I also have lost track of “what makes a computer good” several years ago.  Mostly because computing power really plateaued for general use a few years ago.  There’s not a huge difference in computers now than 3-4 years ago aside from power consumption, which is kind of minimal.  In the old days it was simple, more mhz, more ghz means it’s better.  The only real “requirement” I had for processor power was i5 or i7, no i3.  I wanted a decent chunk of RAM, say 8GB+ and some sort of discrete GPU.   Just having some sort of GPU vs “Intel Integrated Graphics” would meet my gaming needs.

Acer Aspire E15I also decided that at some point I needed to stop waffling on what I wanted and just pick something.  I did some searching around on Amazon, filtering specs and such to get less and less selection.  I had kind of been hoping to find a Lenovo Thinkpad but none of them in my price range meet my Graphical desires and they are all brickish.  The brick part wasn’t such a turn off as the integrated graphics.
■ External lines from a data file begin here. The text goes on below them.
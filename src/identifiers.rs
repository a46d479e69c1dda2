//! Type-safe identifiers.
//!
//! Newtype wrappers prevent mixing operation ids with other strings and
//! listener handles with plain integers.

// ============================================================================
// Imports
// ============================================================================

use std::fmt;
use std::sync::atomic::{AtomicU64, Ordering};

use serde::{Deserialize, Serialize};
use uuid::Uuid;

// ============================================================================
// OperationId
// ============================================================================

/// Identifier of one operation, unique within a connection.
///
/// The protocol treats ids as opaque strings; the client generates them
/// and the server only compares them.
#[derive(Debug, Clone, PartialEq, Eq, Hash, PartialOrd, Ord, Serialize, Deserialize)]
#[serde(transparent)]
pub struct OperationId(String);

impl OperationId {
    /// Creates an id from any string.
    #[inline]
    #[must_use]
    pub fn new(id: impl Into<String>) -> Self {
        Self(id.into())
    }

    /// Generates a random UUID v4 id.
    #[inline]
    #[must_use]
    pub fn generate() -> Self {
        Self(Uuid::new_v4().to_string())
    }

    /// Returns the id as a string slice.
    #[inline]
    #[must_use]
    pub fn as_str(&self) -> &str {
        &self.0
    }
}

impl fmt::Display for OperationId {
    fn fmt(&self, f: &mut fmt::Formatter<'_>) -> fmt::Result {
        f.write_str(&self.0)
    }
}

impl From<&str> for OperationId {
    fn from(value: &str) -> Self {
        Self(value.to_owned())
    }
}

impl From<String> for OperationId {
    fn from(value: String) -> Self {
        Self(value)
    }
}

// ============================================================================
// ListenerId
// ============================================================================

static NEXT_LISTENER_ID: AtomicU64 = AtomicU64::new(1);

/// Handle returned when registering a client event listener.
#[derive(Debug, Clone, Copy, PartialEq, Eq, Hash)]
pub struct ListenerId(u64);

impl ListenerId {
    /// Allocates the next process-unique listener id.
    #[inline]
    #[must_use]
    pub fn next() -> Self {
        Self(NEXT_LISTENER_ID.fetch_add(1, Ordering::Relaxed))
    }
}

// ============================================================================
// Tests
// ============================================================================
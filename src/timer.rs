//! Single-purpose timer slots for engine event loops.

use std::future::pending;
use std::pin::Pin;
use std::time::Duration;

use tokio::time::{Sleep, sleep};

/// One optional deadline that an event loop can select on.
///
/// Arming replaces any previous deadline. [`fired`](Self::fired) never
/// resolves while the slot is empty.
#[derive(Debug, Default)]
pub(crate) struct TimerSlot(Option<Pin<Box<Sleep>>>);

impl TimerSlot {
    /// Arms the slot to fire after `duration`.
    pub(crate) fn arm(&mut self, duration: Duration) {
        self.0 = Some(Box::pin(sleep(duration)));
    }

    /// Clears the slot.
    pub(crate) fn cancel(&mut self) {
        self.0 = None;
    }

    /// Returns `true` while a deadline is pending.
    pub(crate) fn is_armed(&self) -> bool {
        self.0.is_some()
    }

    /// Waits for the deadline, then clears the slot. Cancel safe.
    pub(crate) async fn fired(&mut self) {
        match self.0.as_mut() {
            Some(sleep) => {
                sleep.as_mut().await;
                self.0 = None;
            }
            None => pending().await,
        }
    }
}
I eventually settled on the Acer Aspire E15.  It’s a relatively new release (seems to be 2016), it met my desire on specs, it looked fairly nice design wise, it has a ten-key pad.  It was also within my current budget at around $550 dollars.  I did some checking online for reviews and chatter on Reddit and it seemed to be a pretty well liked machine.

I ended up finding it for a $100 less on NewEgg as well, with a 1TB 5200 drive instead of a 256GB SSD.  Now I had a choice to make, way more storage, at a much slower speed, or keep the nice quick SSD.  I even considered ordering the 1TB version and buying an SSD to put in it, essentially giving me a free 1TB drive to use for, whatever.  In the end, I opted for the SSD, for more money.  Having the extra 1TB drive is actually less useful to me than it sounds, I have something like 8-10 TB easily already going in the house across several machines, and I wanted the performance boost of the 256GB SSD.  Also, the hassle of figuring out the best way to install the OS onto the SSD, while not hard, was more trouble than I cared to bother with.  The whole point of upgrading is performance boost over my old laptop.  The most frustrating part of my desktop is I’m still using shitty 5200 RPM drives in it, and it’s the main bottleneck for sure.

Acer Aspire E5-575G-53VG Specs

  • Screen Size: 15.6 inches
  • Screen Resolution: 1920 x 1080 pixels
  • Processor: 2.3 GHz Core i5 6200U
  • RAM: 8 GB DDR4-SDRAM
  • Hard Drive: 256 GB flash_memory_solid_state
  • Graphics Coprocessor: NVIDIA GeForce 940MX (2GB)
  • Operating System: Windows 10
  • Item Weigh: 5.3 pounds

Acer Aspire E15So, onto the actual laptop on some initial impressions.  I’ve been using it for a few weeks now.  It is definitely a nice improvement over my old netbook.  I like having Windows again, though I still like Linux, I like the keyboard with its chicklet keys, I’m satisfied with the size and ports.  It’s even got a USB-C port, which I didn’t notice before buying it.

The 256GB drive is a little tight.  I mostly just need to keep myself more limited to things I’m actually going to use but I’ve installed World of Warcraft, Skyrim, Minecraft, Wildstar, Photoshop, Diablo 3, Office 2010, and a handful of developer apps and I’m already down below 100GB free.  It’s a bit too close for my comfort but I’ll learn to deal with it.  Also, everything runs nicely as expected, though the machine does start to get pretty hot after running Wildstar and Skyrim for a while.

It’s not a touch screen either.  Back when Windows 8 was the hot thing, I would have been all over a touch screen, Windows 10 took us back to a more traditional interface and so the touchscreen is less necessary.  It’s still something that’s kind of neat if it’s there, but it’s less required.

In general, it does seem like a pretty good all-around machine for the price point.  That said, you could probably drop down a bit in price if you don’t want something with a discrete GPU.